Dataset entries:
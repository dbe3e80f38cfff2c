use std::sync::{Arc, PoisonError, RwLock};

use super::ColorState;

/// Read accessor for the corner colors.
///
/// The renderer queries this once per frame and never caches the result, so
/// whatever the host wrote last is what gets drawn.
pub trait ColorSource {
    fn current(&self) -> ColorState;
}

/// A fixed palette.
impl ColorSource for ColorState {
    fn current(&self) -> ColorState {
        *self
    }
}

/// A callback reading host state.
impl<F> ColorSource for F
where
    F: Fn() -> ColorState,
{
    fn current(&self) -> ColorState {
        self()
    }
}

/// Colors shared between the host (writer) and the renderer (reader).
///
/// Cloning yields another handle to the same state. Reads and writes go through
/// an `RwLock`, so the host may edit from any thread; the renderer takes one
/// consistent snapshot per frame.
#[derive(Debug, Clone, Default)]
pub struct SharedColors {
    inner: Arc<RwLock<ColorState>>,
}

impl SharedColors {
    pub fn new(initial: ColorState) -> Self {
        Self {
            inner: Arc::new(RwLock::new(initial)),
        }
    }

    /// Copies the current state.
    ///
    /// A writer that panicked mid-update cannot leave a torn `ColorState` (every
    /// field is plain data), so a poisoned lock is read through.
    pub fn snapshot(&self) -> ColorState {
        *self.inner.read().unwrap_or_else(PoisonError::into_inner)
    }

    /// Runs `f` with exclusive access and returns its result.
    pub fn update<R>(&self, f: impl FnOnce(&mut ColorState) -> R) -> R {
        let mut guard = self.inner.write().unwrap_or_else(PoisonError::into_inner);
        f(&mut guard)
    }

    pub fn replace(&self, state: ColorState) {
        self.update(|s| *s = state);
    }
}

impl ColorSource for SharedColors {
    fn current(&self) -> ColorState {
        self.snapshot()
    }
}

#[cfg(test)]
mod tests {
    use std::cell::Cell;

    use super::*;
    use crate::color::{Channel, Corner, Rgb};

    #[test]
    fn static_state_is_its_own_source() {
        let s = ColorState::default();
        assert_eq!(s.current(), s);
    }

    #[test]
    fn closure_is_queried_every_time() {
        let calls = Cell::new(0);
        let source = || {
            calls.set(calls.get() + 1);
            ColorState::default()
        };
        source.current();
        source.current();
        assert_eq!(calls.get(), 2);
    }

    #[test]
    fn shared_handles_observe_writes() {
        let host = SharedColors::default();
        let renderer_view = host.clone();

        host.update(|s| s.set(Corner::BottomRight, Channel::Red, 0.5));
        assert!((renderer_view.current().bottom_right.r - 0.5).abs() < 1e-6);

        host.replace(ColorState::new(Rgb::blue(), Rgb::blue(), Rgb::blue()));
        assert_eq!(renderer_view.current().top, Rgb::blue());
    }

    #[test]
    fn shared_colors_accept_writes_from_other_threads() {
        let host = SharedColors::default();
        let writer = host.clone();

        std::thread::spawn(move || {
            writer.update(|s| s.top = Rgb::green());
        })
        .join()
        .expect("writer thread");

        assert_eq!(host.current().top, Rgb::green());
    }

    #[test]
    fn poisoned_lock_is_still_readable() {
        let host = SharedColors::default();
        let writer = host.clone();

        let _ = std::thread::spawn(move || {
            writer.update(|s| {
                s.top = Rgb::blue();
                panic!("writer died");
            });
        })
        .join();

        assert_eq!(host.current().top, Rgb::blue());
    }
}
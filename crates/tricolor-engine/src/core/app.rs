use winit::event::WindowEvent;
use winit::window::WindowId;

use crate::device::Gpu;

use super::ctx::{FrameCtx, WindowCtx};

/// Control directive returned by app callbacks.
#[derive(Debug, Copy, Clone, Eq, PartialEq)]
pub enum AppControl {
    Continue,
    Exit,
}

/// Application contract implemented by hosts.
pub trait App {
    /// Called once, right after the window is created, with the outcome of GPU
    /// device acquisition.
    ///
    /// A failed acquisition does not stop the runtime; frames keep being
    /// requested and `on_frame` sees no GPU.
    fn on_device(&mut self, window: &WindowCtx<'_>, gpu: Result<&Gpu<'_>, &anyhow::Error>);

    /// Called for window events.
    fn on_window_event(&mut self, window_id: WindowId, event: &WindowEvent) -> AppControl {
        let _ = (window_id, event);
        AppControl::Continue
    }

    /// Called once per display refresh.
    fn on_frame(&mut self, ctx: &mut FrameCtx<'_, '_>) -> AppControl;
}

What is needed:
The answer must be all the lines above that hold the word "blue".

Answer area:
        host.replace(ColorState::new(Rgb::blue(), Rgb::blue(), Rgb::blue()));
        assert_eq!(renderer_view.current().top, Rgb::blue());
                s.top = Rgb::blue();
        assert_eq!(host.current().top, Rgb::blue());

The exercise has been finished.